Architectural Proteins and Pluripotency Factors Cooperate to Orchestrate the Transcriptional Response of hESCs to Temperature Stress

Cells respond to temperature stress via up- and downregulation of hundreds of genes. This process is thought to be regulated by the heat shock factor HSF1, which controls the release of RNAPII from promoter-proximal pausing. Here, we analyze the events taking place in hESCs upstream of RNAPII release. We find that temperature stress results in the activation or decommissioning of thousands of enhancers. This process involves alterations in the occupancy of transcription factors HSF1, AP-1, NANOG, KLF4, and OCT4 accompanied by nucleosome remodeling by BRG1 and changes in H3K27ac.
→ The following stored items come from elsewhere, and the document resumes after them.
use std::{
	ffi::OsString,
	io::{self, Write},
	process::ExitCode,
};

use clap::{CommandFactory, Parser, Subcommand, error::ErrorKind};
use tracing::{debug, warn};
use tracing_subscriber::{EnvFilter, fmt, prelude::*};

mod config;
mod core;
mod error;
mod rebuild;
mod scaffold;
mod scripts;
mod settings;

use crate::config::{DbConfig, DbType, read_config};
use crate::core::{BatchExecutor, connect};
use crate::error::{DbdsError, Result};
use crate::rebuild::rebuild;
use crate::scaffold::initialize;
use crate::settings::Settings;

#[derive(Parser, Debug)]
#[command(
	name = "dbds",
	about = "Scaffold SQL scripts and rebuild a database from them",
	disable_help_subcommand = true,
	disable_help_flag = true,
	disable_version_flag = true
)]
pub struct Cli {
	#[command(subcommand)]
	command: Commands,
}

#[derive(Subcommand, Debug, PartialEq, Eq)]
enum Commands {
	/// Initialize new configuration and create base sql scripts
	Init,
	/// Drop, create, index and populate the database from the sql scripts
	Rebuild,
}

fn init_tracing() {
	tracing_subscriber::registry()
		.with(fmt::layer().with_writer(io::stderr).with_target(false))
		.with(EnvFilter::try_from_default_env().unwrap_or_else(|_| EnvFilter::new("warn")))
		.init();
}

fn parse_args<I, T>(args: I) -> Result<Commands>
where
	I: IntoIterator<Item = T>,
	T: Into<OsString> + Clone,
{
	let args: Vec<OsString> = args.into_iter().map(Into::into).collect();
	let first = args.get(1).map(|arg| arg.to_string_lossy().into_owned());

	match Cli::try_parse_from(&args) {
		Ok(cli) => Ok(cli.command),
		Err(err) => match err.kind() {
			ErrorKind::MissingSubcommand | ErrorKind::DisplayHelpOnMissingArgumentOrSubcommand => {
				Err(DbdsError::Usage)
			}
			// Whatever sits where the command belongs, flags included.
			ErrorKind::InvalidSubcommand | ErrorKind::UnknownArgument
				if first.as_deref().is_some_and(|name| !is_command(name)) =>
			{
				Err(DbdsError::UnknownCommand(first.unwrap_or_default()))
			}
			_ => Err(DbdsError::CommandLine(err.render().to_string())),
		},
	}
}

fn is_command(name: &str) -> bool {
	Cli::command().find_subcommand(name).is_some()
}

async fn run(settings: &Settings, command: Commands) -> Result<()> {
	match command {
		Commands::Init => {
			let outcome = initialize(settings, io::stdin().lock(), io::stdout())?;
			debug!(?outcome, "init finished");
		}
		Commands::Rebuild => {
			run_rebuild(
				settings,
				|cfg, engine| async move { connect(&cfg, engine).await },
				io::stdout(),
			)
			.await?;
		}
	}
	Ok(())
}

/// Validates the config, and only then opens a connection through
/// `connector` and runs the scripts.
async fn run_rebuild<C, F, E, W>(settings: &Settings, connector: C, mut output: W) -> Result<()>
where
	C: FnOnce(DbConfig, DbType) -> F,
	F: Future<Output = anyhow::Result<E>>,
	E: BatchExecutor,
	W: Write,
{
	let cfg = read_config(settings.config_path())?;
	let engine = cfg.engine()?;
	debug!(db_type = cfg.db_type(), "config loaded");

	let mut db = connector(cfg, engine).await.map_err(DbdsError::Connect)?;
	rebuild(&mut db, settings.scripts_dir(), &mut output).await?;
	if let Err(e) = db.finish().await {
		warn!(error = %e, "closing connection failed");
	}

	writeln!(output, "dbds rebuild completed")
		.map_err(|e| DbdsError::io("Error writing to stdout", e))?;
	Ok(())
}

#[tokio::main(flavor = "current_thread")]
async fn main() -> ExitCode {
	init_tracing();
	let settings = Settings::default();

	let result = match parse_args(std::env::args_os()) {
		Ok(command) => run(&settings, command).await,
		Err(err) => Err(err),
	};

	match result {
		Ok(()) => ExitCode::SUCCESS,
		Err(err) => {
			if err.is_fatal() {
				eprintln!("fatal: {err}");
			} else {
				println!("{err}");
			}
			ExitCode::from(err.exit_code(settings.exit_codes()))
		}
	}
}

#[cfg(test)]
mod tests {
	use super::*;

	#[test]
	fn known_commands_parse() {
		assert_eq!(parse_args(["dbds", "init"]).unwrap(), Commands::Init);
		assert_eq!(parse_args(["dbds", "rebuild"]).unwrap(), Commands::Rebuild);
	}

	#[test]
	fn no_command_prints_usage() {
		let err = parse_args(["dbds"]).unwrap_err();
		assert!(matches!(err, DbdsError::Usage));
		assert!(err.to_string().starts_with("dbds usage:"));
		assert_eq!(err.exit_code(&settings::ExitCodes::DEFAULT), 1);
	}

	#[test]
	fn unknown_command_is_named() {
		let err = parse_args(["dbds", "seed"]).unwrap_err();
		assert_eq!(err.to_string(), "Unknown command: seed");
		assert_eq!(err.exit_code(&settings::ExitCodes::DEFAULT), 27);
	}

	#[test]
	fn extra_arguments_are_usage_errors() {
		let err = parse_args(["dbds", "init", "now"]).unwrap_err();
		assert!(matches!(err, DbdsError::CommandLine(_)));
		assert_eq!(err.exit_code(&settings::ExitCodes::DEFAULT), 64);
	}

	#[test]
	fn flag_in_command_position_is_unknown_command() {
		let err = parse_args(["dbds", "--force"]).unwrap_err();
		assert_eq!(err.to_string(), "Unknown command: --force");
		assert_eq!(err.exit_code(&settings::ExitCodes::DEFAULT), 27);

		for arg in ["-h", "--help", "-V", "--version"] {
			let err = parse_args(["dbds", arg]).unwrap_err();
			assert!(matches!(err, DbdsError::UnknownCommand(ref name) if name == arg));
		}
	}

	#[test]
	fn help_is_not_a_command() {
		let err = parse_args(["dbds", "help"]).unwrap_err();
		assert_eq!(err.to_string(), "Unknown command: help");
		assert_eq!(err.exit_code(&settings::ExitCodes::DEFAULT), 27);
	}

	#[test]
	fn flag_after_command_is_a_usage_error() {
		let err = parse_args(["dbds", "rebuild", "--force"]).unwrap_err();
		assert!(matches!(err, DbdsError::CommandLine(_)));
		assert_eq!(err.exit_code(&settings::ExitCodes::DEFAULT), 64);
	}

	mod rebuild_command {
		use super::*;
		use crate::scripts::Script;
		use std::{cell::Cell, fs, future::ready};
		use tempfile::TempDir;

		#[derive(Default)]
		struct Recorder {
			batches: Vec<String>,
		}

		impl BatchExecutor for Recorder {
			async fn execute_batch(&mut self, sql: &str) -> anyhow::Result<()> {
				self.batches.push(sql.to_string());
				Ok(())
			}
		}

		fn project(config: &str) -> (TempDir, Settings) {
			let dir = TempDir::new().unwrap();
			let settings = Settings::in_dir(dir.path());
			fs::create_dir(settings.scripts_dir()).unwrap();
			for script in Script::ORDER {
				fs::write(script.path_in(settings.scripts_dir()), script.placeholder()).unwrap();
			}
			fs::write(settings.config_path(), config).unwrap();
			(dir, settings)
		}

		#[tokio::test]
		async fn unsupported_engine_never_connects() {
			let (_dir, settings) = project("connectionString:\"mysql://localhost/app\"\ndbType:\"mysql\"\n");
			let connected = Cell::new(false);

			let err = run_rebuild(
				&settings,
				|_, _| {
					connected.set(true);
					ready(Ok(Recorder::default()))
				},
				io::sink(),
			)
			.await
			.unwrap_err();

			assert!(matches!(err, DbdsError::UnsupportedDbType(ref t) if t == "mysql"));
			assert_eq!(err.exit_code(settings.exit_codes()), 1);
			assert!(!connected.get());
		}

		#[tokio::test]
		async fn invalid_config_never_connects() {
			let (_dir, settings) = project("connectionString:\"postgres://localhost/app\"\n");
			let connected = Cell::new(false);

			let err = run_rebuild(
				&settings,
				|_, _| {
					connected.set(true);
					ready(Ok(Recorder::default()))
				},
				io::sink(),
			)
			.await
			.unwrap_err();

			assert!(matches!(err, DbdsError::MissingConfigValue { field: "dbType" }));
			assert!(!connected.get());
		}

		#[tokio::test]
		async fn valid_config_connects_and_runs_all_scripts() {
			let (_dir, settings) = project("connectionString:\"postgres://localhost/app\"\ndbType:\"postgres\"\n");
			let mut out = Vec::new();

			run_rebuild(
				&settings,
				|cfg, engine| {
					assert_eq!(cfg.connection_string(), "postgres://localhost/app");
					assert_eq!(engine, DbType::Postgres);
					ready(Ok(Recorder::default()))
				},
				&mut out,
			)
			.await
			.unwrap();

			assert_eq!(
				String::from_utf8(out).unwrap(),
				"Tables dropped\nTables created\nIndexes created\nTables populated\ndbds rebuild completed\n"
			);
		}

		#[tokio::test]
		async fn connection_failure_is_fatal() {
			let (_dir, settings) = project("connectionString:\"postgres://localhost/app\"\ndbType:\"postgres\"\n");

			let err = run_rebuild(
				&settings,
				|_, _| ready(Err::<Recorder, _>(anyhow::anyhow!("connection refused"))),
				io::sink(),
			)
			.await
			.unwrap_err();

			assert!(err.is_fatal());
			assert!(err.to_string().contains("connection refused"));
		}
	}
}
Furthermore, redistribution of RAD21 and CTCF results in the formation and disassembly of interactions mediated by these two proteins. These alterations tether and untether enhancers to their cognate promoters or refashion insulated neighborhoods, thus transforming the landscape of enhancer-promoter interactions. Details of the 3D interactome remodeling process support loop extrusion initiating at random sites as a mechanism for the establishment of CTCF/cohesin loops. Lyu et al. show that AP-1 and pluripotency factors play a critical role in the temperature stress response in hESCs. Recruitment of these factors to regulatory sequences is accompanied by changes in chromatin 3D organization mediated by CTCF and cohesin, which regulate the establishment of new enhancer-promoter interaction via a randomly initiated loop extrusion mechanism.